### Task material

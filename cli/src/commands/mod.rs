pub mod cli;
pub mod dispatch;
pub mod plan;
use chrono::{DateTime, Utc};
use serde::{Deserialize, Serialize};

use super::classify::infer_task_kind;

/// What a task asks the model to do, inferred from its instructions.
#[derive(Debug, Clone, Copy, PartialEq, Eq, Hash, Serialize, Deserialize)]
#[serde(rename_all = "lowercase")]
pub enum TaskKind {
    Create,
    Modify,
    Refactor,
    Fix,
}

impl TaskKind {
    pub fn as_str(self) -> &'static str {
        match self {
            Self::Create => "create",
            Self::Modify => "modify",
            Self::Refactor => "refactor",
            Self::Fix => "fix",
        }
    }
}

/// Ordering hint used for reporting only; dispatch order ignores it.
#[derive(Debug, Clone, Copy, PartialEq, Eq, Hash, PartialOrd, Ord, Serialize, Deserialize)]
#[serde(rename_all = "lowercase")]
pub enum Priority {
    High,
    Medium,
    Low,
}

impl Priority {
    /// First task of a batch is `High`, the rest `Medium`.
    pub fn for_position(index: usize) -> Self {
        if index == 0 {
            Self::High
        } else {
            Self::Medium
        }
    }

    pub fn as_str(self) -> &'static str {
        match self {
            Self::High => "high",
            Self::Medium => "medium",
            Self::Low => "low",
        }
    }
}

#[derive(Debug, Clone, Copy, PartialEq, Eq, Hash, Serialize, Deserialize)]
#[serde(rename_all = "lowercase")]
pub enum TaskStatus {
    Pending,
    Assigned,
    Completed,
}

impl TaskStatus {
    pub fn as_str(self) -> &'static str {
        match self {
            Self::Pending => "pending",
            Self::Assigned => "assigned",
            Self::Completed => "completed",
        }
    }
}

/// How demanding a task is; drives per-task model selection.
#[derive(Debug, Clone, Copy, PartialEq, Eq, Hash, Serialize, Deserialize)]
#[serde(rename_all = "lowercase")]
pub enum Complexity {
    Simple,
    Medium,
    Complex,
}

impl Complexity {
    pub fn as_str(self) -> &'static str {
        match self {
            Self::Simple => "simple",
            Self::Medium => "medium",
            Self::Complex => "complex",
        }
    }
}

/// One unit of generation work.
///
/// `instructions` and `id` never change after construction; `status` and the
/// assignment fields are only touched through [`crate::task::TaskStore`].
#[derive(Debug, Clone, PartialEq, Serialize, Deserialize)]
#[serde(rename_all = "camelCase")]
pub struct TaskDescriptor {
    pub id: String,
    pub name: String,
    pub instructions: String,
    pub destination: String,
    pub priority: Priority,
    pub task_kind: TaskKind,
    pub status: TaskStatus,
    #[serde(default)]
    pub dependencies: Vec<String>,
    pub expected_result: String,
    #[serde(default, skip_serializing_if = "Option::is_none")]
    pub assigned_to: Option<String>,
    pub created_at: DateTime<Utc>,
    #[serde(default, skip_serializing_if = "Option::is_none")]
    pub completed_at: Option<DateTime<Utc>>,
    /// Generation model for this task; `None` uses the backend default.
    #[serde(default, skip_serializing_if = "Option::is_none")]
    pub model: Option<String>,
    #[serde(default, skip_serializing_if = "Option::is_none")]
    pub complexity: Option<Complexity>,
}

impl TaskDescriptor {
    pub fn new(
        id: impl Into<String>,
        name: impl Into<String>,
        instructions: impl Into<String>,
        destination: impl Into<String>,
    ) -> Self {
        let instructions = instructions.into();
        Self {
            id: id.into(),
            name: name.into(),
            task_kind: infer_task_kind(&instructions),
            expected_result: expected_result_for(&instructions),
            instructions,
            destination: destination.into(),
            priority: Priority::Medium,
            status: TaskStatus::Pending,
            dependencies: Vec::new(),
            assigned_to: None,
            created_at: Utc::now(),
            completed_at: None,
            model: None,
            complexity: None,
        }
    }

    pub fn with_priority(mut self, priority: Priority) -> Self {
        self.priority = priority;
        self
    }

    pub fn with_model(mut self, model: impl Into<String>) -> Self {
        self.model = Some(model.into());
        self
    }

    pub fn with_complexity(mut self, complexity: Complexity) -> Self {
        self.complexity = Some(complexity);
        self
    }
}

pub(crate) fn expected_result_for(instructions: &str) -> String {
    format!("{} is complete", instructions.trim())
}

/// Counts of tasks per status.
#[derive(Debug, Clone, Copy, Default, PartialEq, Eq, Serialize)]
pub struct TaskSummary {
    pub total: usize,
    pub completed: usize,
    pub pending: usize,
    pub assigned: usize,
}

#[cfg(test)]
mod tests {
    use super::*;

    #[test]
    fn new_task_starts_pending_with_inferred_kind() {
        let task = TaskDescriptor::new("t-1", "Login.tsx", "Fix the login bug", "out/Login.tsx");
        assert_eq!(task.status, TaskStatus::Pending);
        assert_eq!(task.task_kind, TaskKind::Fix);
        assert_eq!(task.priority, Priority::Medium);
        assert_eq!(task.expected_result, "Fix the login bug is complete");
        assert!(task.dependencies.is_empty());
    }

    #[test]
    fn priority_by_position() {
        assert_eq!(Priority::for_position(0), Priority::High);
        assert_eq!(Priority::for_position(1), Priority::Medium);
        assert_eq!(Priority::for_position(7), Priority::Medium);
    }

    #[test]
    fn serializes_kind_lowercase() {
        let task = TaskDescriptor::new("t-1", "a", "refactor it", "a");
        let value = serde_json::to_value(&task).unwrap();
        assert_eq!(value["taskKind"], "refactor");
        assert_eq!(value["status"], "pending");
    }
}
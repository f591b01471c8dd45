use std::path::{Path, PathBuf};

use super::summary::BatchSummary;

/// Write the summary as pretty JSON to `<dir>/enkai-report-<unix millis>.json`,
/// creating `dir` if needed.
pub async fn save_report(dir: impl AsRef<Path>, summary: &BatchSummary) -> std::io::Result<PathBuf> {
    let dir = dir.as_ref();
    tokio::fs::create_dir_all(dir).await?;

    let path = dir.join(format!(
        "enkai-report-{}.json",
        summary.timestamp.timestamp_millis()
    ));
    let json = serde_json::to_string_pretty(summary)?;
    tokio::fs::write(&path, json).await?;

    tracing::debug!(path = %path.display(), "report saved");
    Ok(path)
}

#[cfg(test)]
mod tests {
    use super::*;
    use crate::executor::JobResult;
    use crate::report::summarize;
    use crate::task::TaskDescriptor;

    #[tokio::test]
    async fn writes_json_into_new_directory() {
        let tmp = tempfile::tempdir().unwrap();
        let dir = tmp.path().join("reports");
        let task = TaskDescriptor::new("1", "A", "Create a", "a.ts");
        let summary = summarize(&[JobResult::succeeded(&task, 7)], 7).unwrap();

        let path = save_report(&dir, &summary).await.unwrap();
        assert!(path.starts_with(&dir));

        let raw = std::fs::read_to_string(&path).unwrap();
        let back: crate::report::BatchSummary = serde_json::from_str(&raw).unwrap();
        assert_eq!(back.total_tasks, 1);
        assert_eq!(back.tasks[0].task_id, "1");
    }
}
pub mod backend;
pub mod extractor;
pub mod processor;
pub mod renderer;
pub mod writer;

pub use backend::*;
pub use extractor::*;
pub use processor::*;
pub use renderer::*;
pub use writer::*;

### Problem
Which lines in the listing above include the string "value"? Copy each of them.

### Solution to the problem
        let value = serde_json::to_value(&task).unwrap();
        assert_eq!(value["taskKind"], "refactor");
        assert_eq!(value["status"], "pending");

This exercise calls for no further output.